Look for the string "input" in the data below, and copy each line that holds it.

EXERCISE DATA -
<<<<
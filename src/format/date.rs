//! Date labels for transactions
//!
//! A transaction carries its calendar date plus a label rendered once at
//! creation, `YYYY/MM/DD(曜)`, e.g. `2025/01/15(水)`. Dates are plain
//! calendar dates with no time zone attached, so the label never shifts by a
//! day the way a UTC conversion would.

use chrono::{Datelike, Local, NaiveDate, Weekday};

use crate::error::{LedgerError, LedgerResult};

const LABEL_DATE_FORMAT: &str = "%Y/%m/%d";
const ISO_DATE_FORMAT: &str = "%Y-%m-%d";

/// Short Japanese weekday name
pub fn weekday_label(weekday: Weekday) -> &'static str {
    match weekday {
        Weekday::Sun => "日",
        Weekday::Mon => "月",
        Weekday::Tue => "火",
        Weekday::Wed => "水",
        Weekday::Thu => "木",
        Weekday::Fri => "金",
        Weekday::Sat => "土",
    }
}

/// Render the display label for a date: `2025/01/15(水)`
pub fn format_timestamp(date: NaiveDate) -> String {
    format!(
        "{}({})",
        date.format(LABEL_DATE_FORMAT),
        weekday_label(date.weekday())
    )
}

/// Recover the calendar date from a label, ignoring the weekday suffix
pub fn parse_label_date(label: &str) -> Option<NaiveDate> {
    let date_part = label.split('(').next()?.trim();
    NaiveDate::parse_from_str(date_part, LABEL_DATE_FORMAT).ok()
}

/// Parse a strict `YYYY-MM-DD` date
///
/// The input must be exactly four, two and two ASCII digits separated by
/// dashes and name a real calendar day; `2025-1-5` and `2025-02-30` fail.
pub fn parse_iso_date(input: &str) -> LedgerResult<NaiveDate> {
    let bytes = input.as_bytes();
    let well_formed = bytes.len() == 10
        && bytes.iter().enumerate().all(|(i, b)| match i {
            4 | 7 => *b == b'-',
            _ => b.is_ascii_digit(),
        });
    if !well_formed {
        return Err(LedgerError::invalid_date(input));
    }

    NaiveDate::parse_from_str(input, ISO_DATE_FORMAT)
        .map_err(|_| LedgerError::invalid_date(input))
}

/// Render a date as `YYYY-MM-DD`
pub fn format_iso(date: NaiveDate) -> String {
    date.format(ISO_DATE_FORMAT).to_string()
}

/// Today on the local calendar
pub fn today() -> NaiveDate {
    Local::now().date_naive()
}
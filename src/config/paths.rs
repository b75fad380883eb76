//! Path management for kakeibo
//!
//! ## Path Resolution Order
//!
//! 1. `KAKEIBO_CONFIG_DIR` environment variable (if set)
//! 2. The platform config directory reported by `directories`
//!    (`~/.config/kakeibo` on Linux, `~/Library/Application Support/kakeibo`
//!    on macOS, `%APPDATA%\kakeibo\config` on Windows)
//!
//! The ledger itself is memory-only; the config directory holds settings.

use std::path::PathBuf;

use directories::ProjectDirs;

use crate::error::LedgerError;

/// Environment variable overriding the config directory
pub const CONFIG_DIR_ENV: &str = "KAKEIBO_CONFIG_DIR";

/// Manages all paths used by kakeibo
#[derive(Debug, Clone)]
pub struct KakeiboPaths {
    base_dir: PathBuf,
}

impl KakeiboPaths {
    /// Resolve the config directory
    ///
    /// # Errors
    ///
    /// Returns an error if no home directory can be determined and the
    /// override variable is unset.
    pub fn new() -> Result<Self, LedgerError> {
        let base_dir = if let Ok(custom) = std::env::var(CONFIG_DIR_ENV) {
            PathBuf::from(custom)
        } else {
            ProjectDirs::from("", "", "kakeibo")
                .map(|dirs| dirs.config_dir().to_path_buf())
                .ok_or_else(|| {
                    LedgerError::Config("Could not determine a config directory".into())
                })?
        };

        Ok(Self { base_dir })
    }

    /// Create paths rooted at a custom directory (useful for testing)
    pub fn with_base_dir(base_dir: PathBuf) -> Self {
        Self { base_dir }
    }

    /// Get the base directory
    pub fn base_dir(&self) -> &PathBuf {
        &self.base_dir
    }

    /// Get the path to the settings file
    pub fn settings_file(&self) -> PathBuf {
        self.base_dir.join("config.json")
    }

    /// Ensure the config directory exists
    pub fn ensure_directories(&self) -> Result<(), LedgerError> {
        std::fs::create_dir_all(&self.base_dir)
            .map_err(|e| LedgerError::Io(format!("Failed to create config directory: {}", e)))
    }

    /// Check if a settings file has been written
    pub fn is_initialized(&self) -> bool {
        self.settings_file().exists()
    }
}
>>>>
TASK ANSWER -
/// The input must be exactly four, two and two ASCII digits separated by
pub fn parse_iso_date(input: &str) -> LedgerResult<NaiveDate> {
    let bytes = input.as_bytes();
        return Err(LedgerError::invalid_date(input));
    NaiveDate::parse_from_str(input, ISO_DATE_FORMAT)
        .map_err(|_| LedgerError::invalid_date(input))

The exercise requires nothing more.